» WORK TASK
Every line in the records below between the one holding "status = child.wait()" and the one holding "requested; terminating process", inclusive, is to be set down exactly; all other lines are to be left out.

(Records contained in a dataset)
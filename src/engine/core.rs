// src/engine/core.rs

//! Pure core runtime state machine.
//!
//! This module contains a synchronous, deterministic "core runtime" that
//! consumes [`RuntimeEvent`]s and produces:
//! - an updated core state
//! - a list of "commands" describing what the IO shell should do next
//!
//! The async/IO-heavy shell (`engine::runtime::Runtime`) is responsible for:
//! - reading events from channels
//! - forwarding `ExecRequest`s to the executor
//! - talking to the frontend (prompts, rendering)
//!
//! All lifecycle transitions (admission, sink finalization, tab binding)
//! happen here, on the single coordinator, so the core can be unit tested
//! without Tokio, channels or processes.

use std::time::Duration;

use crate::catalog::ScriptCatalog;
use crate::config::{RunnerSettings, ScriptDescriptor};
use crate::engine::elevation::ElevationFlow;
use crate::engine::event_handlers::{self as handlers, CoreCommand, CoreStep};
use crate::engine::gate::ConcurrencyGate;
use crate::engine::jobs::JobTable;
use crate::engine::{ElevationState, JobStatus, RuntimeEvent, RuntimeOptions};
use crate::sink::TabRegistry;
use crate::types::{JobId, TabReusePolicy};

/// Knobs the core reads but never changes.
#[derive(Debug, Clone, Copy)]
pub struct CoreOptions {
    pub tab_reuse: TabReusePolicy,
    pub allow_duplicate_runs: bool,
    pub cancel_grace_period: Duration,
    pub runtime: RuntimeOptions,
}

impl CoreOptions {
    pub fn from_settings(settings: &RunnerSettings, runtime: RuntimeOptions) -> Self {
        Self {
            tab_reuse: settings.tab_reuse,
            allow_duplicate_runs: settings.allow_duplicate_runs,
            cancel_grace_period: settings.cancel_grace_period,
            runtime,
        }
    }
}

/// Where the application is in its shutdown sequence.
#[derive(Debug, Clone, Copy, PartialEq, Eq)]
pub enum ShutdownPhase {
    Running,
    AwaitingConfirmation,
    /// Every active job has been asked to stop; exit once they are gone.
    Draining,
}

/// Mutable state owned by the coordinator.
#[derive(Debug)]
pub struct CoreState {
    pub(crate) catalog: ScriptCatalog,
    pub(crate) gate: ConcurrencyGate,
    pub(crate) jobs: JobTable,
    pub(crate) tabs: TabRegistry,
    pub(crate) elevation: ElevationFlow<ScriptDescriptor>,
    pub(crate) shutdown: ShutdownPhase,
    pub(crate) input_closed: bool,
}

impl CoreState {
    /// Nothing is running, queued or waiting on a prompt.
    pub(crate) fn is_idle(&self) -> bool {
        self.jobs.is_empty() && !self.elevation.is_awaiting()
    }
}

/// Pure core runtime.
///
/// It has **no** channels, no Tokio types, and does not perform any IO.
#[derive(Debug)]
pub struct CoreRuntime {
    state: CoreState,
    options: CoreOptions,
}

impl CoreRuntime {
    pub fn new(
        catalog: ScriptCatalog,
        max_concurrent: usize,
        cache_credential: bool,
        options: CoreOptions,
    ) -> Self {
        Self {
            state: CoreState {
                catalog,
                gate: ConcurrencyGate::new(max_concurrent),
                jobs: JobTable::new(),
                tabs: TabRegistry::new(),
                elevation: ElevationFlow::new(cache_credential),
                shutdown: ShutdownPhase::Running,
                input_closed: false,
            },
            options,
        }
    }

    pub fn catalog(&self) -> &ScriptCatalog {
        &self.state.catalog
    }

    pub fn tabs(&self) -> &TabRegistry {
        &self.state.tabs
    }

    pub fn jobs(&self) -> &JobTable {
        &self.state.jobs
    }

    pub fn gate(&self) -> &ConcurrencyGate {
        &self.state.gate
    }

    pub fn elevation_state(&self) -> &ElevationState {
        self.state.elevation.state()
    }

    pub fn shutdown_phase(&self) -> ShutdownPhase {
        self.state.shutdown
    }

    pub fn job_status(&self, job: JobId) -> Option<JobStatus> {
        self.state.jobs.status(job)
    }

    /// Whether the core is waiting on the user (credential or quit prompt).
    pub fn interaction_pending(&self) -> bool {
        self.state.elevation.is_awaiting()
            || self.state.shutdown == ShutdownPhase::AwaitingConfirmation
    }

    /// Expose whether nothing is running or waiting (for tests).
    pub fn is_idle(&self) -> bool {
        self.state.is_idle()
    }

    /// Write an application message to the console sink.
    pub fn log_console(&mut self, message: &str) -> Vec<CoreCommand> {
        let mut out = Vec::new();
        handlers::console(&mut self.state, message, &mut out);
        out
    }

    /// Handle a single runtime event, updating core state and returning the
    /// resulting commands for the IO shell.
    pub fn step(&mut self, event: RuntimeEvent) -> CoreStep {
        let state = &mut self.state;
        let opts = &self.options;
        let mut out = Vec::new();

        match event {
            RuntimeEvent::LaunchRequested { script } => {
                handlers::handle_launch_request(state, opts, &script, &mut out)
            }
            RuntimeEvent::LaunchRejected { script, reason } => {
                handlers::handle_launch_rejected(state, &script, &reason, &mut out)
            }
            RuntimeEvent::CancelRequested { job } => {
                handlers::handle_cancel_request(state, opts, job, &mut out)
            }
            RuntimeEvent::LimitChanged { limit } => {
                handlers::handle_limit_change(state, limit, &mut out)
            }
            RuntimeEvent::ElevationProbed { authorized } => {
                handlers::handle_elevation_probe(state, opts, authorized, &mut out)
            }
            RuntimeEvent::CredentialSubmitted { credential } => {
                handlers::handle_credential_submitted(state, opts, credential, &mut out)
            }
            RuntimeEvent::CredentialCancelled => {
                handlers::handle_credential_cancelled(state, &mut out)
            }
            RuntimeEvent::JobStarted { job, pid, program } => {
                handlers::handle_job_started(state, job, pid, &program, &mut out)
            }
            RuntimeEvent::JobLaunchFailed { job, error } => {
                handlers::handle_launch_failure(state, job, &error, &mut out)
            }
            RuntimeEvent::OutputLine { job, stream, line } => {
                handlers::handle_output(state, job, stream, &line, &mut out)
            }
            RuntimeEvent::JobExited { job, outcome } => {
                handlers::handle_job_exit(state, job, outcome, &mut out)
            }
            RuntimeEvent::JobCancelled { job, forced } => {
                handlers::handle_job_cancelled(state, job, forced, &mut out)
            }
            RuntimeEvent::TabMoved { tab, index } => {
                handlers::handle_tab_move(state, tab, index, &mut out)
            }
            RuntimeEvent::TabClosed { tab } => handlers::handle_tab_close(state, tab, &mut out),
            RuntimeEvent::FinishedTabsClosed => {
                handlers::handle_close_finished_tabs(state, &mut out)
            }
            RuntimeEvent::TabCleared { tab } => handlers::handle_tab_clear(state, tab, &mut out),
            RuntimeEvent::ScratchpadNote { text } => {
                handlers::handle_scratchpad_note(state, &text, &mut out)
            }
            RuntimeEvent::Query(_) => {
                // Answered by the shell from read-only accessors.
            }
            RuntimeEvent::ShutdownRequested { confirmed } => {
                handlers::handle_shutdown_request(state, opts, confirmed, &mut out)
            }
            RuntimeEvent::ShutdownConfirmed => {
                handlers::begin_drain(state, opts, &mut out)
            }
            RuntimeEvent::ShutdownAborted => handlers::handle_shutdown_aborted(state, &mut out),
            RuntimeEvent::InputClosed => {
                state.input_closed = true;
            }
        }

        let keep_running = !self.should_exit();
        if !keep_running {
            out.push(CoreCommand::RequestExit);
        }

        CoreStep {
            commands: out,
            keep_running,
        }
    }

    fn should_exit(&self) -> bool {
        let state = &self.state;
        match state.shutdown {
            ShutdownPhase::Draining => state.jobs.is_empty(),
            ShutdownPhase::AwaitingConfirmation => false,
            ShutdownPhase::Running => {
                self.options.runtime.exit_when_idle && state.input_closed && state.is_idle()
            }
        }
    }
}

...

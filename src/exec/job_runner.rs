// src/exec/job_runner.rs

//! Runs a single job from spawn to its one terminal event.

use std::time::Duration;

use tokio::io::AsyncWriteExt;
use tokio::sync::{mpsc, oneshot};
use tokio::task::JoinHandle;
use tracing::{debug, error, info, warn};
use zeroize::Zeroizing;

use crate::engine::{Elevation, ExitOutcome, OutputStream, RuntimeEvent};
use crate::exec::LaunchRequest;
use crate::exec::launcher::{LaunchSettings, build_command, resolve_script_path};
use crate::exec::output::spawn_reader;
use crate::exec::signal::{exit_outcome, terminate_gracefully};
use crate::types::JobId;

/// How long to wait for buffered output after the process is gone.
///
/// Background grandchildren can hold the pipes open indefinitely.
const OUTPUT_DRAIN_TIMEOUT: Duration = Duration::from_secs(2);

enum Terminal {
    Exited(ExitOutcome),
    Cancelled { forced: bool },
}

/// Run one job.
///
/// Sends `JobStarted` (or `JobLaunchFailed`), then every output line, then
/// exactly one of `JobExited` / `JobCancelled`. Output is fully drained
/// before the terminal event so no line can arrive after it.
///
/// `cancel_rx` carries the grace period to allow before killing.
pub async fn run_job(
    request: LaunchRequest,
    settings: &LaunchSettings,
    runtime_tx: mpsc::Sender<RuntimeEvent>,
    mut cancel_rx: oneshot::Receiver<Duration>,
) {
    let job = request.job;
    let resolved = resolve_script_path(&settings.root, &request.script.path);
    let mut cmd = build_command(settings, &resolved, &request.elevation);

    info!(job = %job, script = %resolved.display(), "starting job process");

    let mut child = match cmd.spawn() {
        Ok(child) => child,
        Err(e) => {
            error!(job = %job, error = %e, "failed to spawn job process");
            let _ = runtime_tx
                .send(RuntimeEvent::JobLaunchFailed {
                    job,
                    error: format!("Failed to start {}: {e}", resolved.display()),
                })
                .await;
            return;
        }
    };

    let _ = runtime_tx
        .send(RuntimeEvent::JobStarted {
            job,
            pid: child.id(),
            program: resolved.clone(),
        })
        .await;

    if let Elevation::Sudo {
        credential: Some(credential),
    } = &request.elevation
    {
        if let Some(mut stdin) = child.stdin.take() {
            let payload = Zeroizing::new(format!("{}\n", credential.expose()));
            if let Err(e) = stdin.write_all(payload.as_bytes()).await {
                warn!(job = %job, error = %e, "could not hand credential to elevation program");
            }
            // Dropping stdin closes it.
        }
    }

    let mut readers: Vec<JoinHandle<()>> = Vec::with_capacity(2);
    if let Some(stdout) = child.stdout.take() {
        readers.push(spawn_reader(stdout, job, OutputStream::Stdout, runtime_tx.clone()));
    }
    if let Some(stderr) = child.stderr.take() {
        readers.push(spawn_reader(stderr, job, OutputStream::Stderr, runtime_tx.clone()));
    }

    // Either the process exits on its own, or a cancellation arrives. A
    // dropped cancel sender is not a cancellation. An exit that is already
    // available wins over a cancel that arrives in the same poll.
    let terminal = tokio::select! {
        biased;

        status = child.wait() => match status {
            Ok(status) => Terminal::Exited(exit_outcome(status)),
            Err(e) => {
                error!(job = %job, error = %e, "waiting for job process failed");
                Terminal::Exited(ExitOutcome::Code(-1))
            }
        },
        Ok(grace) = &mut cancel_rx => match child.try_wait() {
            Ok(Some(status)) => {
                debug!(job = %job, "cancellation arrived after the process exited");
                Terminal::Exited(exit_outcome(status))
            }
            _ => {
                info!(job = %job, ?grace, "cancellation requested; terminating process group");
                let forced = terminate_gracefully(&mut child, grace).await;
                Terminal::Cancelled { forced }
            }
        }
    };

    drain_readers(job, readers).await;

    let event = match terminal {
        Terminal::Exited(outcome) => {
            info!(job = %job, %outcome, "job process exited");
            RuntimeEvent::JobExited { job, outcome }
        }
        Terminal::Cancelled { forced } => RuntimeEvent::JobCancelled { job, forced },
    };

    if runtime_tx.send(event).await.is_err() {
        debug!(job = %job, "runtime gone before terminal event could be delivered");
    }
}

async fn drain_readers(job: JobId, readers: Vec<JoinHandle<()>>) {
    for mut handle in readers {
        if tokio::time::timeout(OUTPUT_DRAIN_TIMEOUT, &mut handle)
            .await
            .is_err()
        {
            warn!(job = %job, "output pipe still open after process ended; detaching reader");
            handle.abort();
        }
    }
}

» ANSWER SECTION
        status = child.wait() => match status {
            Ok(status) => Terminal::Exited(exit_outcome(status)),
            Err(e) => {
                error!(job = %job, error = %e, "waiting for job process failed");
                Terminal::Exited(ExitOutcome::Code(-1))
            }
        },
        Ok(grace) = &mut cancel_rx => match child.try_wait() {
            Ok(Some(status)) => {
                debug!(job = %job, "cancellation arrived after the process exited");
                Terminal::Exited(exit_outcome(status))
            }
            _ => {
                info!(job = %job, ?grace, "cancellation requested; terminating process group");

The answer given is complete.